Ma fenêtre n’est pas bien isolée. Elle n’a pas de balcon – moi j’écris, de trop loin, j’y lève les yeux et je laisse passer une inspiration brouillonne.

Ma fenêtre est grise, au matin, la plus silencieuse que je l’ai jamais vue. En teintes de crème, la lumière glisse entre les deux façades beigeasses et les ombres que créent le soleil invisible, s’allongent en longues traînées noires. En une heure, l’aurore a le temps de monter, de s’établir et de prendre le dessus par la vitre de ma fenêtre. Moi je ne regarde pas la lumière qui varie. Je regarde la porte avec angoisse, sans savoir de quoi la journée sera faite.
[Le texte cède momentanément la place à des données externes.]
//! Shared doubles and fixtures for the integration tests.

#![allow(dead_code, unused_imports)]

pub use std::{
	collections::BTreeMap,
	error::Error as StdError,
	fmt::{Display, Formatter, Result as FmtResult},
	sync::Arc,
};

pub use parking_lot::Mutex;
pub use time::Duration;
pub use url::Url;

// self
#[cfg(feature = "reqwest")]
use oauth2_token_client::{
	http::ReqwestHttpClient,
	oauth::{ReqwestTokenService, ReqwestTransportErrorMapper},
	reqwest::{Client as ReqwestClient, redirect::Policy},
};
use oauth2_token_client::{
	auth::{ClientCredentials, GrantType, Subdomain, TokenSecret},
	config::EndpointsProvider,
	flows::TokenFlows,
	jwt::PrivateKey,
	service::{ServiceError, TokenResponse, TokenService, TokenServiceFuture},
};

pub const CLIENT_ID: &str = "sb-client!t42";
pub const CLIENT_SECRET: &str = "client-secret";
pub const TOKEN_ENDPOINT: &str = "https://provider.auth.example.com/oauth/token";
pub const PRIVATE_KEY_PEM: &str = include_str!("../fixtures/rsa_private_key.pem");
pub const PUBLIC_KEY_PEM: &str = include_str!("../fixtures/rsa_public_key.pem");

type Responder = Box<dyn Fn() -> Result<TokenResponse, ServiceError> + Send + Sync>;

/// Arguments captured from a single token service call.
#[derive(Clone, Debug, PartialEq, Eq)]
pub struct RecordedCall {
	pub grant: GrantType,
	pub endpoint: Url,
	pub client_id: String,
	pub client_secret: String,
	pub username: Option<String>,
	pub password: Option<String>,
	pub refresh_token: Option<String>,
	pub subdomain: Option<String>,
	pub parameters: BTreeMap<String, String>,
}
impl RecordedCall {
	fn new(
		grant: GrantType,
		endpoint: &Url,
		credentials: &ClientCredentials,
		subdomain: Option<&Subdomain>,
		parameters: &BTreeMap<String, String>,
	) -> Self {
		Self {
			grant,
			endpoint: endpoint.clone(),
			client_id: credentials.id().to_owned(),
			client_secret: credentials.secret().to_owned(),
			username: None,
			password: None,
			refresh_token: None,
			subdomain: subdomain.map(|value| value.to_string()),
			parameters: parameters.clone(),
		}
	}
}

/// Token service double that records every call and answers with a configured result.
pub struct RecordingTokenService {
	calls: Mutex<Vec<RecordedCall>>,
	responder: Responder,
}
impl RecordingTokenService {
	pub fn responding(
		responder: impl 'static + Send + Sync + Fn() -> Result<TokenResponse, ServiceError>,
	) -> Arc<Self> {
		Arc::new(Self { calls: Mutex::new(Vec::new()), responder: Box::new(responder) })
	}

	pub fn succeeding() -> Arc<Self> {
		Self::responding(|| Ok(fixed_response()))
	}

	pub fn calls(&self) -> Vec<RecordedCall> {
		self.calls.lock().clone()
	}

	fn record(&self, call: RecordedCall) -> TokenServiceFuture<'_> {
		self.calls.lock().push(call);

		let result = (self.responder)();

		Box::pin(async move { result })
	}
}
impl TokenService for RecordingTokenService {
	fn retrieve_access_token_via_client_credentials_grant<'a>(
		&'a self,
		token_endpoint: &'a Url,
		credentials: &'a ClientCredentials,
		subdomain: Option<&'a Subdomain>,
		optional_parameters: &'a BTreeMap<String, String>,
	) -> TokenServiceFuture<'a> {
		self.record(RecordedCall::new(
			GrantType::ClientCredentials,
			token_endpoint,
			credentials,
			subdomain,
			optional_parameters,
		))
	}

	fn retrieve_access_token_via_password_grant<'a>(
		&'a self,
		token_endpoint: &'a Url,
		credentials: &'a ClientCredentials,
		username: &'a str,
		password: &'a TokenSecret,
		subdomain: Option<&'a Subdomain>,
		optional_parameters: &'a BTreeMap<String, String>,
	) -> TokenServiceFuture<'a> {
		let mut call = RecordedCall::new(
			GrantType::Password,
			token_endpoint,
			credentials,
			subdomain,
			optional_parameters,
		);

		call.username = Some(username.to_owned());
		call.password = Some(password.expose().to_owned());

		self.record(call)
	}

	fn retrieve_access_token_via_refresh_token_grant<'a>(
		&'a self,
		token_endpoint: &'a Url,
		credentials: &'a ClientCredentials,
		refresh_token: &'a TokenSecret,
		subdomain: Option<&'a Subdomain>,
		optional_parameters: &'a BTreeMap<String, String>,
	) -> TokenServiceFuture<'a> {
		let mut call = RecordedCall::new(
			GrantType::RefreshToken,
			token_endpoint,
			credentials,
			subdomain,
			optional_parameters,
		);

		call.refresh_token = Some(refresh_token.expose().to_owned());

		self.record(call)
	}
}

/// Endpoints provider returning a fixed token endpoint.
pub struct StaticEndpoints(pub Url);
impl EndpointsProvider for StaticEndpoints {
	fn token_endpoint(&self) -> Url {
		self.0.clone()
	}
}

pub fn token_endpoint() -> Url {
	Url::parse(TOKEN_ENDPOINT).expect("Token endpoint fixture should parse.")
}

pub fn credentials() -> ClientCredentials {
	ClientCredentials::new(CLIENT_ID, CLIENT_SECRET).expect("Credential fixtures should be valid.")
}

pub fn fixed_response() -> TokenResponse {
	TokenResponse::new("AT1", Duration::seconds(3600), Some("RT1".into()))
}

pub fn flows(service: Arc<RecordingTokenService>) -> TokenFlows {
	TokenFlows::builder()
		.token_service(service)
		.endpoints_provider(Arc::new(StaticEndpoints(token_endpoint())))
		.client_credentials(credentials())
		.build()
		.expect("Token flows should build with every collaborator present.")
}

pub fn subdomain(value: &str) -> Subdomain {
	Subdomain::new(value).expect("Subdomain fixture should be valid.")
}

pub fn private_key() -> PrivateKey {
	PrivateKey::from_pkcs8_pem(PRIVATE_KEY_PEM).expect("Private key fixture should decode.")
}

/// Service error raised by doubles to simulate a provider outage.
pub fn outage() -> ServiceError {
	ServiceError::TokenEndpoint {
		message: "temporarily_unavailable".into(),
		status: Some(503),
		retry_after: Some(Duration::seconds(30)),
	}
}

/// Builds a reqwest HTTP client that accepts the self-signed certificates served by `httpmock`.
#[cfg(feature = "reqwest")]
pub fn test_reqwest_http_client() -> ReqwestHttpClient {
	let client = ReqwestClient::builder()
		.redirect(Policy::none())
		.danger_accept_invalid_certs(true)
		.danger_accept_invalid_hostnames(true)
		.build()
		.expect("Insecure reqwest client for tests should build.");

	ReqwestHttpClient::with_client(client)
}

/// Reqwest-backed token service wired to [`test_reqwest_http_client`].
#[cfg(feature = "reqwest")]
pub fn test_token_service() -> Arc<ReqwestTokenService> {
	Arc::new(ReqwestTokenService::with_http_client(
		test_reqwest_http_client(),
		ReqwestTransportErrorMapper,
	))
}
Ma fenêtre, le midi, a le moins à dire au moment où elle est la plus claire. Sois je suis partie travailler, sois j’ai autre chose à faire. Si je suis là, je ferme les battants et je tire le rideaux – si mon gars veut allumer la lumière parce qu’on y voit rien, je lui gueule qu’on est pas à Versailles et que, de toute manière, sans couleur la lumière n’a aucun intérêt. Plus d’ombres molletonnées, juste le bruit la puanteur et l’agitation. Paris est désagréable à midi. Non. Merci.

Ma fenêtre au crépuscule est la plus belle à mes yeux. Elle a sa jolie lumière rose, si fragile et maladive, ses teintes de perle qui irradient la rue et le ciel, et auréolent la ligne de fuite de promesses nébuleuses. Elles se dissipent et je me retrouve seule – je me retrouve seule avec la pensée absurde que jamais je ne pourrais vivre au crépuscule avec la justesse et l’intensité que semble demander son décor lumineux. Je ne tire plus les rideaux, j’ai comme une fissure contre mon cœur.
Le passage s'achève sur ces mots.